CATAVENTO
Suzana Garcia

Voltei ao túmulo de Helena na tentativa de encontrar alguma coisa, sei lá, um sinal, um endereço já ressequido nas flores deixadas por amigos, parentes, alguém...

Um namorado, talvez.

Não conseguia imaginar Helena só, não concebia como uma mulher como Helena nunca tivesse recebido uma visita sequer, nunca encomendado uma pizza, comida chinesa, nem recebido uma carta.

Eu recebo, no mínimo, umas dez malas diretas por semana!
Mas, nada, com Helena nada acontecia...

Quanto menos informação conseguia, mais curioso eu ficava.

Quem é Helena?
Quem foi Helena?

Depois de sua morte, nunca mais consegui ler, à noite em minha poltrona de leitura, o livro colocado em meu colo entreaberto, já mostrava as marcas de minhas pernas.

Ato falho.

Só pensava em Helena.
Liguei a tv para ouvir as noticias do dia,
dólar, paz,crimes ecológicos, palavras-chave que não mais me prendiam.Mudo para uma emissora qualquer, numa mesa redonda de um canal universitário filosofavam sobre árvores genealógicas.

Eureka!
O nome!
Porque não pensei nisso!

Helena era só, mas não era só Helena!

Como era mesmo seu sobrenome? Por mais que me esforçasse para mim era Helena, a minha Helena.

Na manhã seguinte acordei o coveiro como se acordam os mortos.

Entrei sorrateiramente no cemitério por uma porta lateral da administração, que havia descoberto quando de minha última visita.
Lá estava eu, quadra quatro, e mesmo antes de chegar , avistei uma flor no tumulo de Helena. Colorida, girando.

Girando?

Apressei o passo e lá estava, não era flor, era um catavento!
Minha cabeça girava na mesma velocidade, por mais que quisesse entender ou buscar uma explicação plausível não encontrava.Já tinha visto de tudo, ou melhor, quase tudo - in memorian - flores, cartões, cartas, rosários, até bichinhos de pelúcia, mas catavento?

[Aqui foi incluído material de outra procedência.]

use thiserror::Error;

#[derive(Error, Debug, Clone, PartialEq, Eq)]
pub enum ReadingError {
    #[error("Reading amount must be a positive number")]
    InvalidAmount,

    #[error("No active plan; create a plan before logging readings")]
    NoActivePlan,

    #[error("Reading log entry not found: {0}")]
    NotFound(String),
}
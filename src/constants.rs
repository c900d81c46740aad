use rust_decimal::Decimal;
use rust_decimal_macros::dec;

/// Target units assumed when no plan has been saved yet
pub const DEFAULT_TARGET_UNITS: Decimal = dec!(30);

/// Decimal precision for display
pub const DISPLAY_DECIMAL_PRECISION: u32 = 2;

/// Number of trailing days covered by the weekly activity summary
pub const WEEKLY_SUMMARY_DAYS: i64 = 7;
pub mod time_utils;
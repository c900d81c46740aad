pub mod streaks_model;
pub mod streaks_service;

pub use streaks_model::StreakSummary;
pub use streaks_service::compute_streak;
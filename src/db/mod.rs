use log::{error, info};
use std::fs;
use std::path::Path;
use std::sync::Arc;

use diesel::connection::{Connection, SimpleConnection};
use diesel::r2d2;
use diesel::r2d2::{ConnectionManager, Pool, PooledConnection};
use diesel::sqlite::SqliteConnection;
use diesel_migrations::{embed_migrations, EmbeddedMigrations, MigrationHarness};

use crate::errors::{DatabaseError, Error, Result};

const MIGRATIONS: EmbeddedMigrations = embed_migrations!();

pub type DbPool = r2d2::Pool<ConnectionManager<SqliteConnection>>;
pub type DbConnection = PooledConnection<ConnectionManager<SqliteConnection>>;

pub fn init(app_data_dir: &str) -> Result<String> {
    let db_path = get_db_path(app_data_dir);

    // 1. Ensure directory exists
    let db_dir = Path::new(&db_path).parent().unwrap();
    if !db_dir.exists() {
        fs::create_dir_all(db_dir)?;
    }

    {
        let mut conn = SqliteConnection::establish(&db_path)?;
        conn.batch_execute(
            "\n            PRAGMA journal_mode = WAL;\n            PRAGMA foreign_keys = ON;\n            PRAGMA busy_timeout = 30000;\n            PRAGMA synchronous  = NORMAL;\n        ",
        )?;
    }

    Ok(db_path)
}

pub fn create_pool(db_path: &str) -> Result<Arc<DbPool>> {
    let manager = ConnectionManager::<SqliteConnection>::new(db_path);
    let pool = r2d2::Pool::builder()
        .max_size(8)
        .min_idle(Some(1)) // Keep at least one connection ready
        .connection_timeout(std::time::Duration::from_secs(30))
        .connection_customizer(Box::new(ConnectionCustomizer {}))
        .build(manager)
        .map_err(DatabaseError::PoolCreationFailed)?;
    Ok(Arc::new(pool))
}

pub fn run_migrations(pool: &DbPool) -> Result<()> {
    info!("Running database migrations");
    let mut connection = get_connection(pool)?;

    let result = connection.run_pending_migrations(MIGRATIONS).map_err(|e| {
        error!("Database migration failed: {}", e);
        Error::Database(DatabaseError::MigrationFailed(e.to_string()))
    })?;

    if result.is_empty() {
        info!("No pending migrations to apply.");
    } else {
        info!("Applied the following migrations:");
        for migration_version in &result {
            info!("  - {}", migration_version);
        }
    }

    Ok(())
}

pub fn get_db_path(app_data_dir: &str) -> String {
    Path::new(app_data_dir)
        .join("readplan.db")
        .to_str()
        .unwrap()
        .to_string()
}

/// Gets a connection from the pool
pub fn get_connection(pool: &Pool<ConnectionManager<SqliteConnection>>) -> Result<DbConnection> {
    Ok(pool.get()?)
}

#[derive(Debug)]
struct ConnectionCustomizer;

impl r2d2::CustomizeConnection<SqliteConnection, diesel::r2d2::Error> for ConnectionCustomizer {
    fn on_acquire(
        &self,
        conn: &mut SqliteConnection,
    ) -> std::result::Result<(), diesel::r2d2::Error> {
        use diesel::RunQueryDsl;

        diesel::sql_query(
            "\n            PRAGMA foreign_keys = ON;\n            PRAGMA busy_timeout = 30000;\n            PRAGMA synchronous = NORMAL;\n        ",
        )
        .execute(conn)
        .map_err(diesel::r2d2::Error::QueryError)?;

        Ok(())
    }
}
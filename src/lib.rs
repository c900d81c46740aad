pub mod db;

pub mod achievements;
pub mod plans;
pub mod readings;
pub mod stats;
pub mod streaks;
pub mod tracker;

pub mod clock;
pub mod constants;
pub mod errors;
pub mod events;
pub mod schema;
pub mod utils;

pub use tracker::*;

O cenário era tão absurdo que deixei de lado o que via, como uma desculpa para meu cérebro ,com a explicação de alguma “molecagem”.
Voltei à lápide :

Helena Siqueira Campos
mulher,poetisa e só
1957 - 1997

Dois caminhos se abriram diante de meus olhos, o primeiro e óbvio era de encontrar que encomendou a lápide, mas descobri rapidamente que foi resultado de uma coleta entre os moradores do condomínio.

O outro, descobrir seu registro e com ele, a cidade, a família, enfim...a vida de Helena.E assim, agradeci meus anos de fórum e por conhecer pessoas certas, não demorou muito para que eu recebesse , pelo correio, informações sobre Helena.

E lá estava...Helena Siqueira Campos, nascida aos 12 de junho de 1957, às 03:00hs , falecida aos 14 de junho de 1957. Causa mortis...insuficiência respiratória, Hospital Maternidade Santa Eulália.

Sentei-me para não cair!

Helena, minha doce Helena tinha um nome falso! Quem sabe uma vida dupla? Uma fugitiva? Quem era minha Helena?
Minha cabeça girava tanto que me lembrei do catavento...
Agora , a única lembrança concreta sobre ela.